Proanthocyanidins were extracted from peanut skins, an agricultural waste product of Virginia. Proanthocyanidin composition of single solvent and multistep extraction procedures of peanut skins were compared by HPLC–UV–vis absorbance. The multistep extraction procedure yielded more proanthocyanidin peaks and larger peak areas. Thus this extraction procedure was chosen for subsequent fractionation. Fractionation was performed by size exclusion (Toyopearl HW-40S) and normal phase (NP) (porous silica) high performance liquid chromatography (HPLC) before reversed phase (RP) electrospray ionisation liquid chromatography–mass spectrometry analysis (ESI–LC–MS n ).

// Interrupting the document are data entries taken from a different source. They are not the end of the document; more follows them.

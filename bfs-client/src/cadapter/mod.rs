//! Chunk server adapter
//!
//! Responsibilities:
//! - Send block chunks to a chain head and read byte ranges back from a replica.
//! - Turn a refused write into `FsError::ChunkWrite` carrying the chain member the
//!   head blamed, and a refused read into `FsError::ChunkRead`.
//!
//! Submodules:
//! - `memory`: in-memory chunk server used by tests and the local cluster

pub mod memory;

pub use memory::InMemoryChunkServer;

use crate::config::CallPolicy;
use crate::error::{FsError, Result, RpcError};
use crate::rpc::proto::{Message, WriteBlockRequest};
use crate::rpc::{Channel, RpcClient};
use std::sync::Arc;
use tracing::{debug, warn};

/// Endpoint of one chunk server. Cheap to clone; the channel is shared through the
/// client's stub cache.
#[derive(Clone)]
pub struct ChunkServerClient {
    rpc: Arc<RpcClient>,
    channel: Arc<dyn Channel>,
}

impl ChunkServerClient {
    pub async fn connect(rpc: Arc<RpcClient>, addr: &str) -> Self {
        let channel = rpc.get_stub(addr).await;
        Self { rpc, channel }
    }

    pub fn address(&self) -> &str {
        self.channel.address()
    }

    fn rpc_error(&self, op: &'static str, block_id: i64, source: RpcError) -> FsError {
        FsError::Rpc {
            op,
            target: format!("block {block_id} on {}", self.address()),
            source,
        }
    }

    fn unexpected(&self, op: &'static str, block_id: i64, response: Message) -> FsError {
        let detail = match response {
            Message::Error(msg) => msg,
            other => format!("got {}", other.name()),
        };
        self.rpc_error(
            op,
            block_id,
            RpcError::UnexpectedResponse {
                addr: self.address().to_string(),
                detail,
            },
        )
    }

    /// Send one chunk to this chain head, which forwards it down `request.chunkservers`.
    pub async fn write_block(&self, request: WriteBlockRequest, policy: CallPolicy) -> Result<()> {
        let block_id = request.block_id;
        let offset = request.offset;
        let len = request.data.len();
        debug!(
            addr = self.address(),
            block_id,
            offset,
            len,
            is_last = request.is_last,
            seq = request.sequence_id,
            "write block"
        );
        let response = self
            .rpc
            .send_request(
                self.channel.as_ref(),
                Message::WriteBlock(Box::new(request)),
                policy,
            )
            .await
            .map_err(|e| {
                warn!(addr = self.address(), block_id, offset, "write block failed: {e}");
                self.rpc_error("write block", block_id, e)
            })?;
        match response {
            Message::WriteAck { status, .. } if status.is_ok() => Ok(()),
            Message::WriteAck {
                status,
                bad_chunkserver,
            } => {
                warn!(
                    addr = self.address(),
                    block_id,
                    offset,
                    %status,
                    bad_chunkserver = bad_chunkserver.as_deref().unwrap_or("unknown"),
                    "write block refused"
                );
                Err(FsError::ChunkWrite {
                    block_id,
                    offset,
                    status,
                    bad_chunkserver,
                })
            }
            other => Err(self.unexpected("write block", block_id, other)),
        }
    }

    /// Read up to `len` bytes of `block_id` starting at `offset`. Fewer bytes come
    /// back at the end of the block.
    pub async fn read_block(
        &self,
        block_id: i64,
        offset: i64,
        len: usize,
        policy: CallPolicy,
    ) -> Result<Vec<u8>> {
        let request = Message::ReadBlock {
            block_id,
            offset,
            read_len: len as i64,
        };
        let response = self
            .rpc
            .send_request(self.channel.as_ref(), request, policy)
            .await
            .map_err(|e| {
                warn!(addr = self.address(), block_id, offset, "read block failed: {e}");
                self.rpc_error("read block", block_id, e)
            })?;
        match response {
            Message::BlockData { status, data } if status.is_ok() => {
                if data.len() > len {
                    return Err(self.rpc_error(
                        "read block",
                        block_id,
                        RpcError::UnexpectedResponse {
                            addr: self.address().to_string(),
                            detail: format!("asked for {len} bytes, got {}", data.len()),
                        },
                    ));
                }
                Ok(data)
            }
            Message::BlockData { status, .. } => Err(FsError::ChunkRead { block_id, status }),
            other => Err(self.unexpected("read block", block_id, other)),
        }
    }
}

Proanthocyanidin separation on the NP column was better overall, compared to size exclusion chromatography, and thus was chosen for characterisation by MS. Peanut skin procyanidins were found to separate in order of increasing molecular weight on the NP column. The ESI-MS generated positive and negative molecular-type ions and their dissociation product ions were used to identify specific proanthocyanidins and procyanidins. New proanthocyanidin dimeric and trimeric species were identified. These species consisted of one or two (epi)catechin units bound to luteolin or kaempferol. Monomers through nonamers of flavan-3-ols were identified by retention time and their multistep (MS n ) dissociation pathway. Hexamers were identified as both singly and doubly charged negative ions, [M− zH] z−, z = 1 or 2. Species of greater than pentamers were tentatively identified due to their low ionisation efficiency and significant overlap of species both chromatographically and in the MS spectra.